David Lampitt: It is inevitable in the US that each state’s regulation has, and will continue to differ to some extent, resulting in a fragmented marketplace. Where we have seen relative alignment is in the recognition of a need to install robust integrity measures and processes in the regulations to help protect the integrity of the sport.

It is important that each regulatory framework incorporates the effective detection and reporting of suspect betting from licensed operators to investigating bodies. This may be regulators who have regulations to enforce as well as leagues who have rules to uphold and disciplinary processes to follow if there is an issue. And where issues do arise, there should be a requirement to share sufficient information with the investigating body for an effective investigation.  This might include, for example, sharing of CCTV footage if suspect bets were placed in a casino, or, if placed online, the details of the account placing the suspect bet.

Underpinning the frameworks should be integrity related collaboration between key stakeholders and across state borders.

InsiderSport: How important is state-by-state collaboration in terms of ensuring integrity in the States?

David Lampitt: This is vital. Integrity issues don’t respect state or national boundaries so there needs to be collaboration to enable official and effective communication and cooperation channels between key integrity stakeholders across the ecosystem. This should include the sportsbooks, regulators, leagues, law enforcement agencies and integrity service providers.

A suspect betting investigation could span bets placed in several states (as well as internationally) and therefore this joining together is especially important in a fragmented state by state landscape.

There are examples of good practice in the international market that can provide a basis for a coordinated US approach such as the Council of Europe Macolin Convention on the Manipulation of Sports Competitions in Europe with its National Platform concept. In the end the US needs to implement what suits its stakeholders best but maintaining the integrity of the game must be at the center of the regulatory frameworks across the country.

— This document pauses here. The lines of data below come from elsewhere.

use moextick_core::{MoexError, MoexErrorKind, ValidationError};
use thiserror::Error;

/// CLI-level error categories mapped to exit codes.
#[derive(Debug, Error)]
pub enum CliError {
    #[error(transparent)]
    Validation(#[from] ValidationError),

    #[error(transparent)]
    Lookup(#[from] MoexError),

    #[error(transparent)]
    Serialization(#[from] serde_json::Error),

    #[error(transparent)]
    Io(#[from] std::io::Error),
}

impl CliError {
    pub const fn exit_code(&self) -> u8 {
        match self {
            Self::Validation(_) => 2,
            Self::Lookup(error) => match error.kind() {
                MoexErrorKind::Validation => 2,
                MoexErrorKind::NotFound => 3,
                MoexErrorKind::Upstream | MoexErrorKind::Decode => 4,
                MoexErrorKind::Cancelled | MoexErrorKind::Internal => 1,
            },
            Self::Serialization(_) => 5,
            Self::Io(_) => 1,
        }
    }
}

#[cfg(test)]
mod tests {
    use super::*;

    #[test]
    fn lookup_errors_map_to_distinct_exit_codes() {
        let not_found = CliError::from(MoexError::not_found("share NOPE not found"));
        let upstream = CliError::from(MoexError::upstream_status(503, "/securities.json"));
        let decode = CliError::from(MoexError::decode("bad table"));
        let internal = CliError::from(MoexError::internal("loader panicked"));
        let validation = CliError::from(MoexError::from(ValidationError::EmptyTicker));

        assert_eq!(not_found.exit_code(), 3);
        assert_eq!(upstream.exit_code(), 4);
        assert_eq!(decode.exit_code(), 4);
        assert_eq!(internal.exit_code(), 1);
        assert_eq!(validation.exit_code(), 2);
    }

    #[test]
    fn config_errors_are_validation_failures() {
        let error = CliError::from(ValidationError::InvalidConfig {
            key: "MOEX_TIMEOUT_MS",
            value: String::from("soon"),
        });

        assert_eq!(error.exit_code(), 2);
        assert!(error.to_string().contains("MOEX_TIMEOUT_MS"));
    }

    #[test]
    fn serialization_errors_exit_with_five() {
        let error = serde_json::from_str::<u8>("nope").expect_err("invalid json");
        assert_eq!(CliError::from(error).exit_code(), 5);
    }
}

InsiderSport: What type of relationship can unofficial data have with official data to ensure integrity in the US?

David Lampitt: We recognise the clear benefits of having official data in the market place but we also understand the market reality and legitimacy of the existence of unofficial data. We work closely with sports to ensure that they can deliver a high-quality official data product that has unique and protectable value, making it an attractive, safe and investable proposition for the downstream market.

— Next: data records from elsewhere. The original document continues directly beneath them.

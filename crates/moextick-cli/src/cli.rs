//! CLI argument definitions for moextick.
//!
//! # Commands
//!
//! | Command | Description |
//! |---------|-------------|
//! | `share` | Look up a share by ticker |
//! | `bond` | Look up a bond by ticker or ISIN |
//! | `find` | Search instruments by text |
//!
//! # Global Options
//!
//! | Option | Default | Description |
//! |--------|---------|-------------|
//! | `--pretty` | `false` | Pretty-print JSON output |
//! | `--timeout-ms` | `MOEX_TIMEOUT_MS` or `10000` | Request timeout in ms |
//! | `--base-url` | `MOEX_BASE_URL` or ISS | ISS base URL |
//! | `--no-cache` | `false` | Disable the lookup caches |
//! | `--log-format` | `plain` | Log format on stderr |
//!
//! # Examples
//!
//! ```bash
//! moextick share SBER
//! moextick bond SU26238RMFS4 --pretty
//! moextick find sberbank --type bond
//! ```

use clap::{Args, Parser, Subcommand, ValueEnum};

/// Moscow Exchange ISS market-data CLI
#[derive(Debug, Parser)]
#[command(
    name = "moextick",
    author,
    version,
    about = "Moscow Exchange ISS market-data CLI",
    long_about = "moextick looks up shares, bonds and instruments on the Moscow Exchange \
ISS API and prints them as a JSON envelope.\n\
\n\
Environment variables MOEX_* configure the client; flags override them.\n\
Logs go to stderr and are filtered with RUST_LOG."
)]
pub struct Cli {
    /// Pretty-print JSON output with indentation.
    #[arg(long, global = true, default_value_t = false)]
    pub pretty: bool,

    /// Request timeout budget in milliseconds.
    #[arg(long, global = true)]
    pub timeout_ms: Option<u64>,

    /// ISS base URL.
    #[arg(long, global = true)]
    pub base_url: Option<String>,

    /// Disable caching; every lookup reaches ISS.
    #[arg(long, global = true, default_value_t = false)]
    pub no_cache: bool,

    /// Log output format on stderr.
    #[arg(long, global = true, value_enum, default_value_t = LogFormat::Plain)]
    pub log_format: LogFormat,

    #[command(subcommand)]
    pub command: Command,
}

/// Log formats.
#[derive(Debug, Clone, Copy, PartialEq, Eq, ValueEnum)]
pub enum LogFormat {
    /// Human-readable lines.
    Plain,
    /// One JSON object per line.
    Json,
}

/// Available CLI commands.
#[derive(Debug, Subcommand)]
pub enum Command {
    /// Look up a share.
    ///
    /// # Examples
    ///
    ///   moextick share SBER
    ///   moextick share gazp --pretty
    Share(TickerArgs),

    /// Look up a bond.
    ///
    /// # Examples
    ///
    ///   moextick bond SU26238RMFS4
    ///   moextick bond RU000A105Q63 --no-cache
    Bond(TickerArgs),

    /// Search instruments by ticker, ISIN or name.
    ///
    /// # Examples
    ///
    ///   moextick find sberbank
    ///   moextick find sber --type bond
    Find(FindArgs),
}

/// Arguments for the `share` and `bond` commands.
#[derive(Debug, Args)]
pub struct TickerArgs {
    /// Ticker (SECID), case-insensitive.
    pub ticker: String,
}

/// Arguments for the `find` command.
#[derive(Debug, Args)]
pub struct FindArgs {
    /// Search text.
    pub query: String,

    /// Restrict results to one instrument type.
    #[arg(long = "type", value_enum)]
    pub instrument_type: Option<TypeFilter>,
}

/// Instrument type filter for `find`.
#[derive(Debug, Clone, Copy, PartialEq, Eq, ValueEnum)]
pub enum TypeFilter {
    Share,
    Bond,
    Fund,
}

impl TypeFilter {
    pub const fn as_str(self) -> &'static str {
        match self {
            Self::Share => "share",
            Self::Bond => "bond",
            Self::Fund => "fund",
        }
    }
}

Part of this is ensuring the quality of the data procurement processes, and this applies regardless of whether the data collected is official or unofficial data. This is something Sportradar focuses on and we are proud to have earned ISO-certification for the Quality Management System of our data production unit.

We apply these quality processes to everything from innovative technology to the data collectors collecting the data. This is what ensures accuracy and therefore integrity of the process and the output.

InsiderSport: Can you go into greater detail about Senate Bill 552 and the impact it could have on Sportradar in the US?

David Lampitt: The opportunity for states to determine whether they’re going to allow legalized sports betting and how is a significant step for the country as well as for those involved in the industry – and Sportradar is no exception.

We advocate that any legislative and regulatory framework should be set up to encourage the channeling of wagering into the regulated market and not offshore for the clear taxation, consumer protection and integrity benefits this brings.

Therefore, the regulated operators must be able to compete with the offshore market which means having reasonable tax rates as well as allowing mobile and in-play sports betting. The latter is crucial to drive fan engagement and overall betting handle to the benefit of all key stakeholders in the regulated sports betting ecosystem.

At Sportradar, we pride ourselves on being at the heart of this ecosystem, working with operators and leagues to bring innovative and cutting edge betting products and services to the market.